Canadian cannabis growers are no longer banned from entering the country, after U.S. border guards reversed course on an earlier decision, despite marijuana being legalized in several states.
Last month, the U.S. Customs and Border Protection announced that, with the legalization of marijuana in our neighbor to the north, some growers may have their admissibility into the country questioned.
In a new statement, officials changed their tune, with the caveat that they may still be deemed inadmissible if they are coming into the country for “reasons related to the marijuana industry.”
“A Canadian citizen working in or facilitating the proliferation of the legal marijuana industry in Canada, coming to the U.S. for reasons unrelated to the marijuana industry will generally be admissible to the U.S.,” the U.S. Customs and Border Protection said in a statement. “However, if a traveler is found to be coming to the U.S. for reason related to the marijuana industry, they may be deemed inadmissible.”
Officials with the U.S. Customs and Border Protection noted that despite the drug being legal in certain states, it is still banned federally, and those violating federal law can be barred from entering the country.
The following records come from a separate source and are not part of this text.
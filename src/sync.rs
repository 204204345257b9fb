//! Persistence synchronizer
//!
//! Drains unsaved, finalized messages to the remote persistence endpoint.
//! The endpoint upserts by message id and answers with the set of committed
//! ids, so resending a batch is idempotent. Failures are logged and retried
//! on the next cycle; they never reach the assembler and never drop an
//! unsaved flag. At most one cycle is in flight at a time.

use crate::message::{Message, MessageId};
use crate::provider::HTTP_CLIENT;
use crate::store::ConversationStore;
use serde::Serialize;
use std::collections::HashSet;
use std::sync::atomic::{AtomicBool, Ordering};
use std::sync::{Arc, Mutex, MutexGuard};
use std::time::Duration;
use tokio::time::interval;
use tracing::{debug, info, warn};

/// Errors from the persistence endpoint
#[derive(Debug, thiserror::Error)]
pub enum SyncFailure {
    #[error("Persistence request failed: {0}")]
    Network(#[from] reqwest::Error),

    #[error("Persistence endpoint rejected batch: status {status}")]
    Rejected { status: u16 },
}

/// Outcome of one sync cycle
#[derive(Debug, Clone, Copy, Default, PartialEq, Eq)]
pub struct SyncReport {
    /// Messages in the batch
    pub attempted: usize,
    /// Messages newly marked saved
    pub committed: usize,
    /// Whether the batch send failed
    pub failed: bool,
}

/// Remote persistence endpoint, upsert keyed by message id
#[async_trait::async_trait]
pub trait PersistenceApi: Send + Sync {
    /// Upsert a batch; returns the ids the endpoint committed
    async fn upsert_batch(
        &self,
        session_id: &str,
        batch: &[Message],
    ) -> Result<HashSet<MessageId>, SyncFailure>;
}

#[derive(Debug, Serialize)]
struct BatchRequest<'a> {
    #[serde(rename = "sessionId")]
    session_id: &'a str,
    #[serde(rename = "unsavedMessages")]
    unsaved_messages: &'a [Message],
}

#[derive(Debug, serde::Deserialize)]
struct BatchResponse {
    #[serde(rename = "savedMessageIds", default)]
    saved_message_ids: Vec<MessageId>,
}

/// Persistence API backed by the session collaborator's HTTP endpoint
pub struct HttpPersistence {
    url: String,
}

impl HttpPersistence {
    pub fn new(url: impl Into<String>) -> Self {
        Self { url: url.into() }
    }
}

#[async_trait::async_trait]
impl PersistenceApi for HttpPersistence {
    async fn upsert_batch(
        &self,
        session_id: &str,
        batch: &[Message],
    ) -> Result<HashSet<MessageId>, SyncFailure> {
        let response = HTTP_CLIENT
            .post(&self.url)
            .json(&BatchRequest {
                session_id,
                unsaved_messages: batch,
            })
            .send()
            .await?;

        let status = response.status();
        if !status.is_success() {
            return Err(SyncFailure::Rejected {
                status: status.as_u16(),
            });
        }

        let body: BatchResponse = response.json().await?;
        Ok(body.saved_message_ids.into_iter().collect())
    }
}

/// Drives periodic and on-demand persistence of the conversation store
pub struct Synchronizer {
    store: Arc<Mutex<ConversationStore>>,
    api: Arc<dyn PersistenceApi>,
    session_id: String,
    auto_enabled: AtomicBool,
    /// Serializes sync cycles: the timer and explicit flushes share it, so a
    /// flush waits for an in-flight send to complete
    cycle_lock: tokio::sync::Mutex<()>,
}

impl Synchronizer {
    pub fn new(
        store: Arc<Mutex<ConversationStore>>,
        api: Arc<dyn PersistenceApi>,
        session_id: impl Into<String>,
        auto_enabled: bool,
    ) -> Self {
        Self {
            store,
            api,
            session_id: session_id.into(),
            auto_enabled: AtomicBool::new(auto_enabled),
            cycle_lock: tokio::sync::Mutex::new(()),
        }
    }

    /// Enable or disable the periodic timer trigger
    pub fn set_auto_enabled(&self, enabled: bool) {
        self.auto_enabled.store(enabled, Ordering::SeqCst);
    }

    fn lock_store(&self) -> MutexGuard<'_, ConversationStore> {
        match self.store.lock() {
            Ok(guard) => guard,
            Err(poisoned) => {
                warn!("Conversation store mutex was poisoned, recovering");
                poisoned.into_inner()
            }
        }
    }

    /// Run one full sync cycle: collect unsaved finalized messages, send the
    /// batch, and mark the committed ids saved.
    ///
    /// Waits for any in-flight cycle first, so this doubles as the explicit
    /// flush operation.
    pub async fn sync_now(&self) -> SyncReport {
        let _guard = self.cycle_lock.lock().await;

        // Collecting: snapshot the unsaved, non-partial set
        let batch = self.lock_store().unsaved();
        if batch.is_empty() {
            return SyncReport::default();
        }

        debug!("Syncing {} unsaved messages", batch.len());

        // Sending
        match self.api.upsert_batch(&self.session_id, &batch).await {
            Ok(committed_ids) => {
                let committed = self.lock_store().mark_saved(&committed_ids);
                if committed < batch.len() {
                    warn!(
                        "Persistence committed {} of {} messages; the rest retry next cycle",
                        committed,
                        batch.len()
                    );
                } else {
                    info!("Saved {} messages", committed);
                }
                SyncReport {
                    attempted: batch.len(),
                    committed,
                    failed: false,
                }
            }
            Err(e) => {
                // Unsaved flags stay as they are; the same set (plus anything
                // newly finalized) is retried on the next tick
                warn!("Sync failed, will retry: {}", e);
                SyncReport {
                    attempted: batch.len(),
                    committed: 0,
                    failed: true,
                }
            }
        }
    }

    /// Run the auto-sync timer loop until the task is aborted
    pub async fn run(self: Arc<Self>, interval_ms: u64) {
        let mut ticker = interval(Duration::from_millis(interval_ms));
        ticker.set_missed_tick_behavior(tokio::time::MissedTickBehavior::Skip);
        // First tick fires immediately
        ticker.tick().await;

        loop {
            ticker.tick().await;
            if self.auto_enabled.load(Ordering::SeqCst) {
                self.sync_now().await;
            }
        }
    }
}

#[cfg(test)]
mod tests {
    use super::*;
    use crate::message::{Channel, Message};
    use std::sync::atomic::AtomicUsize;

    /// Fake endpoint that commits a configurable number of messages per call
    struct FakePersistence {
        commit_limit: Option<usize>,
        fail: AtomicBool,
        calls: AtomicUsize,
        in_flight: AtomicUsize,
        max_in_flight: AtomicUsize,
        last_batch: Mutex<Vec<Message>>,
    }

    impl FakePersistence {
        fn new(commit_limit: Option<usize>) -> Self {
            Self {
                commit_limit,
                fail: AtomicBool::new(false),
                calls: AtomicUsize::new(0),
                in_flight: AtomicUsize::new(0),
                max_in_flight: AtomicUsize::new(0),
                last_batch: Mutex::new(Vec::new()),
            }
        }
    }

    #[async_trait::async_trait]
    impl PersistenceApi for FakePersistence {
        async fn upsert_batch(
            &self,
            _session_id: &str,
            batch: &[Message],
        ) -> Result<HashSet<MessageId>, SyncFailure> {
            self.calls.fetch_add(1, Ordering::SeqCst);
            let current = self.in_flight.fetch_add(1, Ordering::SeqCst) + 1;
            self.max_in_flight.fetch_max(current, Ordering::SeqCst);
            // Yield so overlapping cycles would be observable
            tokio::task::yield_now().await;
            self.in_flight.fetch_sub(1, Ordering::SeqCst);

            *self.last_batch.lock().unwrap() = batch.to_vec();

            if self.fail.load(Ordering::SeqCst) {
                return Err(SyncFailure::Rejected { status: 500 });
            }

            let limit = self.commit_limit.unwrap_or(batch.len());
            Ok(batch.iter().take(limit).map(|m| m.id.clone()).collect())
        }
    }

    fn store_with(messages: Vec<Message>) -> Arc<Mutex<ConversationStore>> {
        let mut store = ConversationStore::new();
        for m in messages {
            store.append(m);
        }
        Arc::new(Mutex::new(store))
    }

    fn finalized(text: &str) -> Message {
        Message::new(Channel::Local, text, false)
    }

    #[tokio::test]
    async fn test_partial_commit_flips_only_returned_ids() {
        // 3 unsaved messages sent, the endpoint commits only 2
        let store = store_with(vec![finalized("a"), finalized("b"), finalized("c")]);
        let api = Arc::new(FakePersistence::new(Some(2)));
        let sync = Synchronizer::new(store.clone(), api.clone(), "s1", true);

        let report = sync.sync_now().await;
        assert_eq!(report.attempted, 3);
        assert_eq!(report.committed, 2);
        assert!(!report.failed);

        let stats = store.lock().unwrap().stats();
        assert_eq!(stats.saved, 2);
        assert_eq!(stats.unsaved, 1);

        // The straggler is included in the next cycle
        let report = sync.sync_now().await;
        assert_eq!(report.attempted, 1);
        assert_eq!(report.committed, 1);
        assert_eq!(store.lock().unwrap().stats().unsaved, 0);
    }

    #[tokio::test]
    async fn test_resending_a_batch_is_idempotent() {
        let store = store_with(vec![finalized("a"), finalized("b")]);
        let api = Arc::new(FakePersistence::new(None));
        let sync = Synchronizer::new(store.clone(), api.clone(), "s1", true);

        sync.sync_now().await;
        let stats_once = store.lock().unwrap().stats();

        // Everything is saved, so the second cycle sends nothing and the
        // stored state is unchanged
        let report = sync.sync_now().await;
        assert_eq!(report.attempted, 0);
        assert_eq!(store.lock().unwrap().stats(), stats_once);
        assert_eq!(api.calls.load(Ordering::SeqCst), 1);
    }

    #[tokio::test]
    async fn test_failure_keeps_unsaved_set_for_retry() {
        let store = store_with(vec![finalized("a")]);
        let api = Arc::new(FakePersistence::new(None));
        api.fail.store(true, Ordering::SeqCst);
        let sync = Synchronizer::new(store.clone(), api.clone(), "s1", true);

        let report = sync.sync_now().await;
        assert!(report.failed);
        assert_eq!(store.lock().unwrap().stats().unsaved, 1);

        // Next cycle retries the same set, plus anything newly finalized
        store.lock().unwrap().append(finalized("b"));
        api.fail.store(false, Ordering::SeqCst);
        let report = sync.sync_now().await;
        assert_eq!(report.attempted, 2);
        assert_eq!(store.lock().unwrap().stats().unsaved, 0);
    }

    #[tokio::test]
    async fn test_partial_messages_are_never_sent_or_mutated() {
        let open = Message::new(Channel::Remote, "still talking", true);
        let open_id = open.id.clone();
        let store = store_with(vec![finalized("done"), open]);
        let api = Arc::new(FakePersistence::new(None));
        let sync = Synchronizer::new(store.clone(), api.clone(), "s1", true);

        sync.sync_now().await;

        let sent = api.last_batch.lock().unwrap().clone();
        assert_eq!(sent.len(), 1);
        assert_eq!(sent[0].text, "done");

        let guard = store.lock().unwrap();
        let open = guard.get(&open_id).unwrap();
        assert_eq!(open.text, "still talking");
        assert!(open.is_partial);
        assert!(!open.is_saved);
    }

    #[tokio::test]
    async fn test_cycles_never_overlap() {
        let store = store_with(vec![finalized("a")]);
        let api = Arc::new(FakePersistence::new(Some(0)));
        let sync = Arc::new(Synchronizer::new(store.clone(), api.clone(), "s1", true));

        let mut tasks = Vec::new();
        for _ in 0..8 {
            let sync = sync.clone();
            tasks.push(tokio::spawn(async move { sync.sync_now().await }));
        }
        for task in tasks {
            task.await.unwrap();
        }

        assert_eq!(api.max_in_flight.load(Ordering::SeqCst), 1);
    }

    #[tokio::test]
    async fn test_empty_store_sends_nothing() {
        let store = store_with(vec![]);
        let api = Arc::new(FakePersistence::new(None));
        let sync = Synchronizer::new(store, api.clone(), "s1", true);

        let report = sync.sync_now().await;
        assert_eq!(report, SyncReport::default());
        assert_eq!(api.calls.load(Ordering::SeqCst), 0);
    }
}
“Requirements for international travelers wishing to enter the United States are governed by and conducted in accordance with federal law, which supersedes state laws. Although medical and recreational marijuana may be legal in some states and Canada, the sale, possession, production and distribution of marijuana or the facilitation of the aforementioned remain illegal under federal law.
“Crossing the border or arriving at a U.S. port of entry in violation of this law may result in denied admission, seizure, fines and apprehension. Working in or facilitating the proliferation of the legal marijuana industry in U.S. states where it is deemed legal or Canada may affect a foreign national’s admissibility to the United States.”